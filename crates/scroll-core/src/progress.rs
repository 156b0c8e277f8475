//! Scroll offset to normalized progress.
//!
//! The engine is the only writer of [`Progress`]. Each [`ProgressEngine::update`]
//! emits exactly once to subscribers, so a subscriber never sees stale
//! intermediate values within a frame.

use std::cell::Cell;
use std::rc::Rc;

use serde::Serialize;

use cinescroll_story_model::scroll::{Progress, ScrollLayout};

use crate::registry::{CallbackRegistry, Registration};

/// Crossing events for a watched progress range.
#[derive(Debug, Clone, Copy, PartialEq, Eq, Hash, Serialize)]
#[serde(rename_all = "snake_case")]
pub enum RangeEvent {
    /// Entered scrolling forward.
    Enter,
    /// Left past the end scrolling forward.
    Leave,
    /// Re-entered from past the end scrolling backward.
    EnterBack,
    /// Left before the start scrolling backward.
    LeaveBack,
}

#[derive(Debug, Clone, Copy, PartialEq, Eq)]
enum Zone {
    Before,
    Inside,
    After,
}

fn zone(progress: f64, start: f64, end: f64) -> Zone {
    if progress < start {
        Zone::Before
    } else if progress > end {
        Zone::After
    } else {
        Zone::Inside
    }
}

/// Events fired when progress moves from zone `from` to zone `to`.
///
/// Jumping over the whole range in one update fires both the entry and the
/// exit event, in that order.
fn crossing(from: Zone, to: Zone) -> &'static [RangeEvent] {
    match (from, to) {
        (Zone::Before, Zone::Inside) => &[RangeEvent::Enter],
        (Zone::Inside, Zone::After) => &[RangeEvent::Leave],
        (Zone::After, Zone::Inside) => &[RangeEvent::EnterBack],
        (Zone::Inside, Zone::Before) => &[RangeEvent::LeaveBack],
        (Zone::Before, Zone::After) => &[RangeEvent::Enter, RangeEvent::Leave],
        (Zone::After, Zone::Before) => &[RangeEvent::EnterBack, RangeEvent::LeaveBack],
        _ => &[],
    }
}

/// Maps the smoothed scroll offset onto `[0, 1]`.
pub struct ProgressEngine {
    layout: ScrollLayout,
    offset: f64,
    current: Rc<Cell<Progress>>,
    subscribers: CallbackRegistry<Progress>,
}

impl ProgressEngine {
    pub fn new(layout: ScrollLayout) -> Self {
        Self {
            layout,
            offset: 0.0,
            current: Rc::new(Cell::new(Progress::ZERO)),
            subscribers: CallbackRegistry::new(),
        }
    }

    /// Recompute progress for `offset` and notify subscribers once.
    pub fn update(&mut self, offset: f64) -> Progress {
        self.offset = offset;
        let progress = Progress::from_offset(offset, self.layout.extent());
        self.current.set(progress);
        self.subscribers.emit(&progress);
        progress
    }

    /// Recompute the scrollable extent. Subscribers hear about the new
    /// value on the next update.
    pub fn resize(&mut self, viewport_height: f64, document_height: f64) {
        self.layout = ScrollLayout::new(viewport_height, document_height);
        self.current
            .set(Progress::from_offset(self.offset, self.layout.extent()));
        tracing::debug!(
            viewport_height,
            document_height,
            extent = self.layout.extent(),
            "Progress extent recomputed"
        );
    }

    pub fn current_progress(&self) -> Progress {
        self.current.get()
    }

    /// Shared cell always holding the latest progress.
    pub fn progress_cell(&self) -> Rc<Cell<Progress>> {
        Rc::clone(&self.current)
    }

    pub fn layout(&self) -> ScrollLayout {
        self.layout
    }

    /// Maximum scroll offset.
    pub fn extent(&self) -> f64 {
        self.layout.extent()
    }

    /// Receive every emitted progress value.
    pub fn subscribe(&self, callback: impl FnMut(&Progress) + 'static) -> Registration {
        self.subscribers.register(callback)
    }

    /// Handle to the subscriber list, for owners that register on behalf of
    /// others.
    pub fn subscribers(&self) -> CallbackRegistry<Progress> {
        self.subscribers.clone()
    }

    /// Watch `[start, end]` and receive crossing events.
    pub fn watch_range(
        &self,
        start: f64,
        end: f64,
        callback: impl FnMut(RangeEvent) + 'static,
    ) -> Registration {
        watch_range_on(&self.subscribers, self.current.get(), start, end, callback)
    }

    /// Watch `[threshold, 1]`.
    pub fn watch_threshold(
        &self,
        threshold: f64,
        callback: impl FnMut(RangeEvent) + 'static,
    ) -> Registration {
        self.watch_range(threshold, 1.0, callback)
    }

    pub fn subscriber_count(&self) -> usize {
        self.subscribers.len()
    }

    /// Drop every subscriber and watch.
    pub fn clear(&mut self) {
        self.subscribers.clear();
    }
}

/// Register a range watch on an arbitrary progress registry, starting from
/// `initial`. No event fires for the initial position.
pub fn watch_range_on(
    subscribers: &CallbackRegistry<Progress>,
    initial: Progress,
    start: f64,
    end: f64,
    mut callback: impl FnMut(RangeEvent) + 'static,
) -> Registration {
    let (start, end) = if start <= end { (start, end) } else { (end, start) };
    let mut last = zone(initial.value(), start, end);
    subscribers.register(move |progress: &Progress| {
        let now = zone(progress.value(), start, end);
        for event in crossing(last, now) {
            callback(*event);
        }
        last = now;
    })
}
use cinescroll_common::clock::FrameTime;
use cinescroll_common::config::AppConfig;
use cinescroll_common::error::CinescrollResult;
use cinescroll_story_model::act::ActId;
use cinescroll_story_model::scroll::{Progress, ScrollEvent, ScrollEventKind, ScrollLayout, ScrollState};
use cinescroll_story_model::story::Story;

use crate::act_resolver::{ActChange, ActResolver};
use crate::camera_rig::{CameraReader, CameraRig, CameraTransform};
use crate::frame_loop::FrameLoop;
use crate::input::ScrollEventHub;
use crate::layer::{CursorStyle, FrameContext, PointerEvent, SceneLayer};
use crate::progress::{watch_range_on, ProgressEngine, RangeEvent};
use crate::registry::{CallbackRegistry, Registration};
use crate::scrub::ScrubTrigger;
use crate::smooth_scroll::{SmoothScroll, SmoothScrollOptions};

/// Tunables for one mount.
#[derive(Debug, Clone, Copy, PartialEq)]
pub struct ExperienceOptions {
    pub smooth_scroll: SmoothScrollOptions,
    pub trigger: ScrubTrigger,
    /// Initial page geometry. Resize input replaces it.
    pub layout: ScrollLayout,
}

impl ExperienceOptions {
    /// Defaults for `story`: whole-page immediate scrub, story page geometry.
    pub fn for_story(story: &Story) -> Self {
        Self {
            smooth_scroll: SmoothScrollOptions::default(),
            trigger: ScrubTrigger::default(),
            layout: story.scroll.layout(),
        }
    }

    /// Smooth-scroll settings from `config`, page geometry from `story`.
    pub fn from_config(config: &AppConfig, story: &Story) -> Self {
        Self {
            smooth_scroll: SmoothScrollOptions::from(&config.smooth_scroll),
            ..Self::for_story(story)
        }
    }
}

/// What happened in one frame.
#[derive(Debug, Clone, Copy, PartialEq, Serialize)]
pub struct FrameReport {
    /// Frame index since mount.
    pub frame: u64,
    pub time_ms: f64,
    /// Seconds since the mount's first frame.
    pub elapsed_secs: f64,
    pub scroll: ScrollState,
    pub progress: Progress,
    pub act: ActId,
    #[serde(skip_serializing_if = "Option::is_none")]
    pub act_change: Option<ActChange>,
    pub camera: CameraTransform,
}

/// A story ready to mount.
pub struct Experience {
    story: Story,
    options: ExperienceOptions,
    scene: Option<Box<dyn SceneLayer>>,
}

impl Experience {
    pub fn new(story: Story) -> Self {
        let options = ExperienceOptions::for_story(&story);
        Self {
            story,
            options,
            scene: None,
        }
    }

    pub fn with_options(mut self, options: ExperienceOptions) -> Self {
        self.options = options;
        self
    }

    pub fn with_scene(mut self, scene: impl SceneLayer + 'static) -> Self {
        self.scene = Some(Box::new(scene));
        self
    }

    /// Validate the story and wire the pipeline.
    pub fn mount(self, frame_loop: &FrameLoop, hub: &ScrollEventHub) -> CinescrollResult<Mount> {
        self.story.camera.validate()?;
        self.story.check()?;

        let progress = ProgressEngine::new(self.options.layout);
        let smooth = SmoothScroll::new(self.options.smooth_scroll, progress.extent());
        let resolver = ActResolver::new(self.story.acts.clone());
        let rig = CameraRig::new(&self.story, self.options.trigger);

        let handles = Handles {
            progress: progress.progress_cell(),
            progress_listeners: progress.subscribers(),
            act: resolver.act_cell(),
            act_listeners: resolver.listeners(),
            camera: rig.reader(),
        };

        let shared = Rc::new(Shared {
            pipeline: RefCell::new(Pipeline {
                smooth,
                progress,
                resolver,
                rig,
                scene: self.scene,
                epoch_secs: None,
                frames: 0,
                torn_down: false,
            }),
            inbox: RefCell::new(VecDeque::new()),
            pending_teardown: Cell::new(false),
            cursor: Cell::new(CursorStyle::Auto),
            last_report: Cell::new(None),
        });

        let frame_registration = {
            let shared = Rc::clone(&shared);
            frame_loop.register(move |frame| shared.on_frame(frame))
        };
        let scroll_registration = {
            let shared = Rc::clone(&shared);
            hub.listen(move |event| shared.inbox.borrow_mut().push_back(event.clone()))
        };

        tracing::info!(
            story = %self.story.name,
            acts = self.story.acts.len(),
            extent = self.options.layout.extent(),
            "Experience mounted"
        );

        Ok(Mount {
            shared,
            handles,
            frame_registration: Some(frame_registration),
            scroll_registration: Some(scroll_registration),
            torn_down: false,
        })
    }
}

/// Read-side handles that stay valid without borrowing the pipeline.
struct Handles {
    progress: Rc<Cell<Progress>>,
    progress_listeners: CallbackRegistry<Progress>,
    act: Rc<Cell<ActId>>,
    act_listeners: CallbackRegistry<ActChange>,
    camera: CameraReader,
}

struct Shared {
    pipeline: RefCell<Pipeline>,
    inbox: RefCell<VecDeque<ScrollEvent>>,
    pending_teardown: Cell<bool>,
    cursor: Cell<CursorStyle>,
    last_report: Cell<Option<FrameReport>>,
}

- **EXERCISE**: Provide the number of lines in the entries above on which the string "SmoothScrollOptions" is found, and no other text.

- **REPLY**: 4